Amidst the recent shock resignations of Brexit Secretary David Davis and Foreign Secretary Boris Johnson, investment uncertainty, slower economic growth and a weaker pound, the United Kingdom is on its way to a slow but steady Brexit, with negotiations about the future relations between the UK and the EU still taking place.
And whilst the full consequences of Britain’s vote to leave the EU are still not perceptible, Finance Monthly examines the effects of the vote on economic activity in the country thus far.
Do you remember the Leave campaign’s red bus with the promise of £350 million per week more for the NHS? Two years after the referendum that confirmed the UK’s decision to leave the European Union, the cost of Brexit to the UK economy is already £40bn and counting. Giving evidence to the Treasury Committee two months ago, the Governor of the Bank of England Mark Carney said the 2016 leave vote had already knocked 2% off the economy. This means that households are currently £900 worse off than they would have been if the UK decided to remain in the EU. Mr. Carney also added that the economy has underperformed Bank of England’s pre-referendum forecasts “and that the Leave vote, which prompted a record one-day fall in sterling, was the primary culprit”.
Moreover, recent analysis by the Centre for European Reform (CER) estimates that the UK economy is 2.1% smaller as a result of the Brexit decision. With a knock-on hit to the public finances of £23 billion per year, or £440 million per week, the UK has been losing nearly £100 million more, per week, than the £350 million that could have been ‘going to the NHS’.

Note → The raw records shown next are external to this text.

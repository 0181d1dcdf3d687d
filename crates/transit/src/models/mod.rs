//! Wire data models for the planner backend.

pub mod alerts;
pub mod path;
pub mod shapes;
pub mod stops;
pub mod timetable;

// Re-exports for convenience
pub use alerts::{Alert, AlertCategory, VoteDirection};
pub use path::{strip_group_boundaries, Path, PathElement};
pub use shapes::ShapePoint;
pub use stops::{Stop, StopGroup};
pub use timetable::{DropOffType, PickupType, TimetableEntry};
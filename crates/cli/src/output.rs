//! Terminal rendering of planner data.

use chrono::{DateTime, Utc};

use dojade_core::alerts::format_age;
use dojade_core::transit::models::{Alert, StopGroup, TimetableEntry};
use dojade_core::transit::routes::RouteSummary;
use dojade_core::transit::time::display_clock;

/// `KAP    Rondo Kaponiera`
pub fn group_line(group: &StopGroup) -> String {
    format!("{:<6} {}", group.group_code.as_str(), group.group_name)
}

/// Header line plus one indented line per leg.
pub fn route_block(route: &RouteSummary) -> String {
    let mut block = format!(
        "{} -> {}  ({} min)  {}",
        route.departure_time, route.arrive_time, route.route_time, route.status
    );
    for segment in &route.lines {
        let label = if segment.is_walk() {
            "pieszo"
        } else {
            segment.line_number()
        };
        block.push_str(&format!(
            "\n  {:<8} {} -> {}",
            label,
            segment.start_code.as_str(),
            segment.end_code.as_str()
        ));
    }
    block
}

/// `14:33  5      Górczyn`
pub fn timetable_line(entry: &TimetableEntry) -> String {
    format!(
        "{}  {:<6} {}",
        display_clock(Some(&entry.departure_time)),
        entry.route_id.as_str(),
        entry.stop_headsign
    )
}

/// `👮 Kanar        linia 16   score +3  12 min temu`
pub fn alert_line(alert: &Alert, now: DateTime<Utc>) -> String {
    let line = match &alert.line {
        Some(line) => format!("linia {line}"),
        None => "-".to_owned(),
    };
    format!(
        "{} {:<12} {:<10} score {:+}  {}",
        alert.category.glyph(),
        alert.category.label(),
        line,
        alert.score,
        format_age(alert.since, now)
    )
}
//! Crowd-sourced alert board.
//!
//! Holds the last fetched set of alerts and the operations riders take on
//! it. The board is poll-based: callers refresh on an interval, and a
//! vote nudges the local copy immediately so the UI reacts before the
//! next poll lands.

use chrono::{DateTime, Utc};

use dojade_transit::identifiers::{AlertId, LineRef};
use dojade_transit::models::{Alert, AlertCategory, VoteDirection};

use crate::api::{ApiClient, Result};

/// How often front ends are expected to refresh the board.
pub const REFRESH_INTERVAL_SECS: u64 = 30;

pub struct AlertBoard {
    api: ApiClient,
    alerts: Vec<Alert>,
}

impl AlertBoard {
    pub fn new(api: ApiClient) -> Self {
        Self {
            api,
            alerts: Vec::new(),
        }
    }

    /// The board as of the last refresh.
    pub fn alerts(&self) -> &[Alert] {
        &self.alerts
    }

    /// Replace the board with the backend's current state.
    pub async fn refresh(&mut self) -> Result<()> {
        self.alerts = self.api.alerts().await?;
        tracing::debug!("alert board refreshed: {} alerts", self.alerts.len());
        Ok(())
    }

    /// File a report, then refresh so the new alert shows up.
    pub async fn report(
        &mut self,
        lat: f64,
        lon: f64,
        line: Option<&LineRef>,
        category: AlertCategory,
    ) -> Result<()> {
        self.api.create_alert(lat, lon, line, category).await?;
        self.refresh().await
    }

    /// Cast a vote, adjusting the local score without waiting for the
    /// next poll.
    pub async fn vote(&mut self, id: &AlertId, direction: VoteDirection) -> Result<()> {
        self.api.vote_alert(id, direction).await?;
        apply_vote(&mut self.alerts, id, direction);
        Ok(())
    }
}

/// Nudge the score of one alert in place. A vote on an alert that already
/// fell off the board is a no-op.
fn apply_vote(alerts: &mut [Alert], id: &AlertId, direction: VoteDirection) {
    if let Some(alert) = alerts.iter_mut().find(|alert| alert.id == *id) {
        alert.score += direction.delta();
    }
}

/// Human age of an alert, bucketed the way riders read it.
pub fn format_age(since: DateTime<Utc>, now: DateTime<Utc>) -> String {
    let minutes = (now - since).num_minutes();
    if minutes < 1 {
        "przed chwilą".to_owned()
    } else if minutes < 60 {
        format!("{minutes} min temu")
    } else {
        format!("{} godz. temu", minutes / 60)
    }
}
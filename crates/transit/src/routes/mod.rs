//! Route processing: raw backend paths to display-ready summaries.
//!
//! The pipeline is split in two: [`split_into_segments`] finds the
//! same-line runs of a path, [`process_paths`] wraps them with timing,
//! status and identity. Shape geometry is deliberately absent here;
//! `dojade-core` fills it in asynchronously after the fact.

pub mod segments;
pub mod summary;

// Re-exports for convenience
pub use segments::{split_into_segments, LineInfo, SegmentKind, SEGMENT_PALETTE, WALK_COLOR};
pub use summary::{process_paths, RouteSummary};
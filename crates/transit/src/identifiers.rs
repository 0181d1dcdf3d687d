//! Type-safe, efficient identifiers for planner entities.
//!
//! All identifiers use Arc<str> for cheap cloning and minimal memory
//! overhead, and serialize as bare strings so they map 1:1 onto the
//! backend's JSON fields.

use std::fmt;
use std::hash::{Hash, Hasher};
use std::sync::Arc;

macro_rules! impl_identifier {
    ($name:ident) => {
        #[derive(Clone, Debug, serde::Serialize, serde::Deserialize)]
        pub struct $name(Arc<str>);

        impl $name {
            pub fn new(s: impl AsRef<str>) -> Self {
                Self(s.as_ref().into())
            }

            pub fn as_str(&self) -> &str {
                &self.0
            }
        }

        impl PartialEq for $name {
            fn eq(&self, other: &Self) -> bool {
                Arc::ptr_eq(&self.0, &other.0) || self.0 == other.0
            }
        }

        impl Eq for $name {}

        impl Hash for $name {
            fn hash<H: Hasher>(&self, state: &mut H) {
                self.0.hash(state);
            }
        }

        impl fmt::Display for $name {
            fn fmt(&self, f: &mut fmt::Formatter<'_>) -> fmt::Result {
                write!(f, "{}", self.0)
            }
        }

        impl From<String> for $name {
            fn from(s: String) -> Self {
                Self::new(s)
            }
        }

        impl From<&str> for $name {
            fn from(s: &str) -> Self {
                Self::new(s)
            }
        }
    };
}

impl_identifier!(StopCode);
impl_identifier!(GroupCode);
impl_identifier!(LineRef);
impl_identifier!(TripId);
impl_identifier!(AlertId);

impl LineRef {
    /// Placeholder line the backend puts on synthetic group-boundary
    /// elements of a path.
    pub const GROUP_NODE: &'static str = "GROUP_NODE";

    /// Line value marking a walking transfer leg.
    pub const WALK: &'static str = "WALK";

    pub fn is_group_marker(&self) -> bool {
        self.as_str() == Self::GROUP_NODE
    }

    pub fn is_walk(&self) -> bool {
        self.as_str() == Self::WALK
    }
}

#[cfg(test)]
mod tests {
    use super::*;

    #[test]
    fn test_identifier_equality() {
        let id1 = StopCode::new("KAP71");
        let id2 = StopCode::new("KAP71");
        let id3 = id1.clone();

        assert_eq!(id1, id2);
        assert_eq!(id1, id3);
        assert!(Arc::ptr_eq(&id1.0, &id3.0)); // Clone shares Arc
    }

    #[test]
    fn test_identifier_hash() {
        use std::collections::HashMap;

        let mut map = HashMap::new();
        map.insert(GroupCode::new("MT"), 42);

        assert_eq!(map.get(&GroupCode::new("MT")), Some(&42));
    }

    #[test]
    fn test_identifier_display() {
        let id = LineRef::new("16");
        assert_eq!(format!("{}", id), "16");
    }

    #[test]
    fn test_identifier_conversions() {
        let _id1: TripId = "5_12345".into();
        let _id2: TripId = String::from("5_12346").into();
    }

    #[test]
    fn test_identifier_serde_is_transparent() {
        let code = StopCode::new("AWF73");
        let json = serde_json::to_string(&code).unwrap();
        assert_eq!(json, "\"AWF73\"");

        let back: StopCode = serde_json::from_str(&json).unwrap();
        assert_eq!(back, code);
    }

    #[test]
    fn test_line_sentinels() {
        assert!(LineRef::new("GROUP_NODE").is_group_marker());
        assert!(LineRef::new("WALK").is_walk());
        assert!(!LineRef::new("5").is_group_marker());
        assert!(!LineRef::new("5").is_walk());
    }
}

Whether you’re pro or anti-Brexit, the facts speak for themselves – the UK’s economic growth is worsening. Even though it outperformed expectations after the referendum, the economy only grew by 0.1% in Q1, making the UK the slowest growing economy in the G7. According to the CER’s analysis, British economy was 2.1 % smaller in Q1 2018 than it would have been if the referendum had resulted in favour of Remain.
To illustrate the impact of Brexit, Chart 1 explores UK real growth, as opposed to that of the euro area between Q1 2011 and Q1 2018.
As Francesco Papadia of Bruegel, the European think tank that specialises in economics, notes, the EU has grown at a slower rate than the UK for most of the ‘European phase of the Great Recession’. However, since the beginning of 2017, only six months after the UK’s decision to leave the EU, the euro area began growing more than the UK.
Reflecting on the effect of Brexit for the rest of 2018, Sam Hill at RBC Capital Markets says that although real income growth should return, it is still expected to result in sub-par consumption growth. Headwinds to business investment could persist, whilst the offset from net trade remains underwhelming.”
All of these individual calculations and predictions are controversial, but producing estimates is a challenging task. However, what they show at this stage is that the Brexit vote has thus far left the country poorer and worse off, with the government’s negotiations with the EU threatening to make the situation even worse. Will Brexit look foolish in a decade’s time and is all of this a massive waste of time and money? Or is the price going to be worth it – will we see the ‘Brexit dream’ that campaigners and supporters believe in? Too many questions and not enough answers – and the clock is ticking faster than ever.